By Charles Babcock, InformationWeek, May 8 2008, 1100 hrs
Red Hat introduced JBoss Operations Network 2.0 for managing JBoss Middleware on Tuesday, the opening day of JavaOne.
Operations Network is a three-year old product line that gives a central management console to the JBoss middleware set, which includes JBoss Application Server, JBoss Hibernate and JBoss Seam. Operations Network 2.0 can "collect data, establish baselines for operations and set alerting mechanisms if baseline metrics are not met," said Katrinka McCallum, VP of Red Hat Management Solutions.
Operations Network establishes a simple, customizable agent on a piece of middleware that can report measurements and activity on the application related to its operational health. The agents enable a detailed audit trail of any changes to the middleware to be established, allowing managers to rollback an application server or other component to a more stable version if trouble develops, she said. Although dubbed "operations," the management system is designed to be applied to Java application development, testing and deployment, as well as actual operations. By being able to measure the efficiency of a new application running with middleware, troubleshooting and performance improvements can take place before deployment to production, she said.
Performance of the middleware and the applications its managing can be viewed through a Web-based console.

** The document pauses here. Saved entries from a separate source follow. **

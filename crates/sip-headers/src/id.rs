//! Unique-token source used for branches, tags and initial sequence numbers.
//!
//! All functions are safe to call from any thread: `uuid` draws from the OS
//! generator and `rand::thread_rng` is thread-local.

use rand::Rng;
use uuid::Uuid;

use crate::defaults::MAGIC_COOKIE;

/// Returns `prefix` followed by 32 lowercase hex digits of a fresh v4 UUID.
pub fn new_token(prefix: &str) -> String {
    format!("{}{}", prefix, Uuid::new_v4().simple())
}

/// Returns a random integer in `1..=i32::MAX`.
pub fn new_positive_i32() -> i32 {
    rand::thread_rng().gen_range(1..=i32::MAX)
}

/// Initial CSeq value. RFC 3261 Section 8.1.1.5 requires it to be below 2**31.
pub fn new_sequence() -> u32 {
    new_positive_i32() as u32
}

/// A branch parameter carrying the RFC 3261 magic cookie.
pub fn new_branch() -> String {
    new_token(MAGIC_COOKIE)
}

/// A dialog tag for To/From headers.
pub fn new_tag() -> String {
    // RFC 3261 Section 19.3 asks for at least 32 random bits
    let mut tag = new_token("");
    tag.truncate(16);
    tag
}

#[cfg(test)]
mod tests {
    use super::*;
    use crate::grammar::is_token;
    use std::collections::HashSet;

    #[test]
    fn test_branch_has_magic_cookie() {
        let branch = new_branch();
        assert!(branch.starts_with("z9hG4bK"));
        assert!(is_token(&branch));
        assert_eq!(branch.len(), MAGIC_COOKIE.len() + 32);
    }

    #[test]
    fn test_tokens_are_unique() {
        let tokens: HashSet<String> = (0..256).map(|_| new_token("x")).collect();
        assert_eq!(tokens.len(), 256);
    }

    #[test]
    fn test_sequence_range() {
        for _ in 0..1000 {
            let seq = new_sequence();
            assert!(seq >= 1 && seq <= i32::MAX as u32);
        }
    }

    #[test]
    fn test_tag_is_token() {
        let tag = new_tag();
        assert_eq!(tag.len(), 16);
        assert!(is_token(&tag));
    }
}
// Parsers for generic parameters (generic-param) and auth parameters (auth-param)

use nom::{
    branch::alt,
    bytes::complete::take_while1,
    combinator::{map, opt},
    multi::{many0, separated_list1},
    sequence::{pair, preceded, separated_pair},
};

use super::quoted::{quoted_string, unescape};
use super::separators::{comma, equal, semi};
use super::token::{is_token_char, token};
use super::ParseResult;
use crate::types::param::Parameter;

// host adds the IPv6 reference characters to the token set
fn is_gen_value_char(c: char) -> bool {
    is_token_char(c) || matches!(c, '[' | ']' | ':')
}

// gen-value = token / host / quoted-string
// Yields the unescaped value and whether it was quoted on the wire
fn gen_value(input: &str) -> ParseResult<(String, bool)> {
    alt((
        map(quoted_string, |raw| (unescape(raw), true)),
        map(take_while1(is_gen_value_char), |v: &str| (v.to_string(), false)),
    ))(input)
}

/// generic-param = token [ EQUAL gen-value ]
pub fn generic_param(input: &str) -> ParseResult<Parameter> {
    map(
        pair(token, opt(preceded(equal, gen_value))),
        |(name, value)| Parameter::from_wire(name, value),
    )(input)
}

/// Parses zero or more semicolon-preceded generic parameters.
/// Input: ";name1=value1;name2;name3=\"value3\""
pub fn semicolon_params0(input: &str) -> ParseResult<Vec<Parameter>> {
    many0(preceded(semi, generic_param))(input)
}

// Some peers send unquoted URIs or hex strings; accept anything up to the next comma
fn is_loose_auth_char(c: char) -> bool {
    c != ',' && c != '"' && !c.is_whitespace()
}

// auth-value = token / quoted-string
fn auth_value(input: &str) -> ParseResult<(String, bool)> {
    alt((
        map(quoted_string, |raw| (unescape(raw), true)),
        map(take_while1(is_loose_auth_char), |v: &str| (v.to_string(), false)),
    ))(input)
}

/// auth-param = auth-param-name EQUAL auth-value
pub fn auth_param(input: &str) -> ParseResult<Parameter> {
    map(separated_pair(token, equal, auth_value), |(name, value)| {
        Parameter::from_wire(name, Some(value))
    })(input)
}

/// auth-param *(COMMA auth-param)
pub fn auth_params(input: &str) -> ParseResult<Vec<Parameter>> {
    separated_list1(comma, auth_param)(input)
}
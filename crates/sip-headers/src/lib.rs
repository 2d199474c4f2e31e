//! # rvoip-sip-headers
//!
//! Typed SIP header fields for the rvoip stack: parsing, validation and
//! serialization of the RFC 3261 header values a message model is built
//! from.
//!
//! Each header field is a plain struct implementing
//! [`HeaderField`](types::HeaderField). Parsing accepts the value with or
//! without its `Name:` prefix, in long or compact form; serializing writes
//! the canonical long name. Setters validate before they mutate, and every
//! error is a [`Error`] value.
//!
//! ## Example
//!
//! ```rust
//! use rvoip_sip_headers::prelude::*;
//!
//! let mut via: Via = "v: SIP/2.0/UDP pc33.atlanta.com;branch=z9hG4bK776asdhds".parse().unwrap();
//! via.set_received("192.0.2.1".parse().unwrap());
//! assert_eq!(
//!     via.to_string(),
//!     "Via: SIP/2.0/UDP pc33.atlanta.com;branch=z9hG4bK776asdhds;received=192.0.2.1"
//! );
//!
//! let mut cseq = CSeq::new(314159, "INVITE").unwrap();
//! cseq.next();
//! assert_eq!(cseq.value_string(), "314160 INVITE");
//!
//! let err = "Max-Forwards: 256".parse::<MaxForwards>().unwrap_err();
//! assert!(err.is_parse_error());
//! ```
//!
//! ## Features
//!
//! - `lenient_parsing`: accept whitespace around the slashes of the Via
//!   sent-protocol.

pub mod defaults;
pub mod error;
pub mod grammar;
pub mod id;
pub mod parser;
pub mod types;

pub use error::{Error, ParseFailure, Result};
pub use types::{
    AuthHeaderGroup, HeaderField, HeaderFieldGroup, HeaderName, ParamSpec, Parameter,
    ParameterList, Parameterized,
};
pub use types::{
    Accept, AcceptEncoding, AcceptLanguage, AuthenticationInfo, Authorization, CSeq, CallInfo,
    ContentDisposition, ContentEncoding, ContentLanguage, ContentLength, ContentType, Date,
    MaxForwards, MimeVersion, Priority, ProxyAuthenticate, ProxyAuthorization, ReplyTo,
    RetryAfter, Timestamp, To, Via, Warning, WwwAuthenticate,
};

/// Re-export of common types for easier use
pub mod prelude {
    pub use crate::error::{Error, ParseFailure, Result};
    pub use crate::types::{
        Accept, AcceptEncoding, AcceptLanguage, Address, Addressed, AuthHeaderGroup, AuthScheme,
        AuthenticationInfo, Authorization, CSeq, CallInfo, ChallengeFields, ContentDisposition,
        ContentEncoding, ContentLanguage, ContentLength, ContentType, CredentialFields, Date, From,
        HeaderField, HeaderFieldGroup, HeaderName, MaxForwards, MediaType, MediaTyped, MimeVersion,
        ParamSpec, Parameter, ParameterList, Parameterized, Priority, PriorityLevel,
        ProxyAuthenticate, ProxyAuthorization, QValue, QualityValued, ReplyTo, RetryAfter, Scheme,
        Tagged, Timestamp, To, Transport, Uri, Via, Warning, WwwAuthenticate,
    };
}
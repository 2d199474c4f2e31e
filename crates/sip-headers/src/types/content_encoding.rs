//! # SIP Content-Encoding Header
//!
//! The Content-Encoding header field names the codings applied to the
//! message body ([RFC 3261 Section 20.12](https://datatracker.ietf.org/doc/html/rfc3261#section-20.12)).
//!
//! ```text
//! Content-Encoding = ( "Content-Encoding" / "e" ) HCOLON content-coding *(COMMA content-coding)
//! ```

use serde::{Deserialize, Serialize};

use super::header::{discard, impl_header_conversions, HeaderField};
use crate::error::{Error, Result};
use crate::grammar::is_token;
use crate::parser::{parse_complete, token};

/// One content-coding of the Content-Encoding header.
///
/// # Examples
///
/// ```rust
/// use rvoip_sip_headers::prelude::*;
///
/// let encodings = HeaderFieldGroup::<ContentEncoding>::parse("e: gzip, deflate").unwrap();
/// assert_eq!(encodings.get(1).unwrap().encoding(), "deflate");
/// assert_eq!(encodings.to_string(), "Content-Encoding: gzip, deflate");
/// ```
#[derive(Debug, Clone, Default, Serialize, Deserialize)]
pub struct ContentEncoding {
    encoding: String,
}

impl ContentEncoding {
    pub fn new(encoding: &str) -> Result<Self> {
        let mut field = ContentEncoding::default();
        field.set_encoding(encoding)?;
        Ok(field)
    }

    pub fn encoding(&self) -> &str {
        &self.encoding
    }

    pub fn set_encoding(&mut self, encoding: &str) -> Result<()> {
        if encoding.is_empty() {
            return Err(Error::missing("content coding"));
        }
        if !is_token(encoding) {
            return Err(Error::format("content coding", encoding));
        }
        self.encoding = encoding.to_string();
        Ok(())
    }
}

impl HeaderField for ContentEncoding {
    const NAME: &'static str = "Content-Encoding";
    const COMPACT_NAME: Option<&'static str> = Some("e");
    const ALLOW_MULTIPLE: bool = true;

    fn reset(&mut self) {
        self.encoding.clear();
    }

    fn parse_value(&mut self, value: &str) -> Result<()> {
        match parse_complete(token, value) {
            Some(encoding) => self.encoding = encoding.to_string(),
            None => discard(Self::NAME, value),
        }
        Ok(())
    }

    fn value_string(&self) -> String {
        self.encoding.clone()
    }

    fn is_valid(&self) -> bool {
        !self.encoding.is_empty()
    }
}

impl PartialEq for ContentEncoding {
    fn eq(&self, other: &Self) -> bool {
        self.encoding.eq_ignore_ascii_case(&other.encoding)
    }
}

impl_header_conversions!(ContentEncoding);

#[cfg(test)]
mod tests {
    use super::*;

    #[test]
    fn test_parse_compact() {
        let encoding: ContentEncoding = "e: gzip".parse().unwrap();
        assert_eq!(encoding.encoding(), "gzip");
        assert_eq!(encoding.to_string(), "Content-Encoding: gzip");
    }

    #[test]
    fn test_parameters_are_not_a_coding() {
        let encoding = ContentEncoding::from_value("gzip;level=9").unwrap();
        assert!(!encoding.is_valid());
    }

    #[test]
    fn test_validation() {
        assert!(matches!(ContentEncoding::new(""), Err(Error::MissingValue { .. })));
        assert!(matches!(ContentEncoding::new("g/zip"), Err(Error::InvalidFormat { .. })));
        assert_eq!(ContentEncoding::new("GZIP").unwrap(), ContentEncoding::new("gzip").unwrap());
    }
}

Simple dashboard indicators, such as a red light or green light, tell whether middleware and applications are performing as expected, what the number of active process threads is, how memory is being consumed. "There are quite a few stats you can drill down into," she said.
The management server to agent communications can be encrypted for secure operations.
Pricing on annual subscriptions to Operations Network 2.0 run from $12,500 to $50,000, depending on size of servers and level of technical support sought.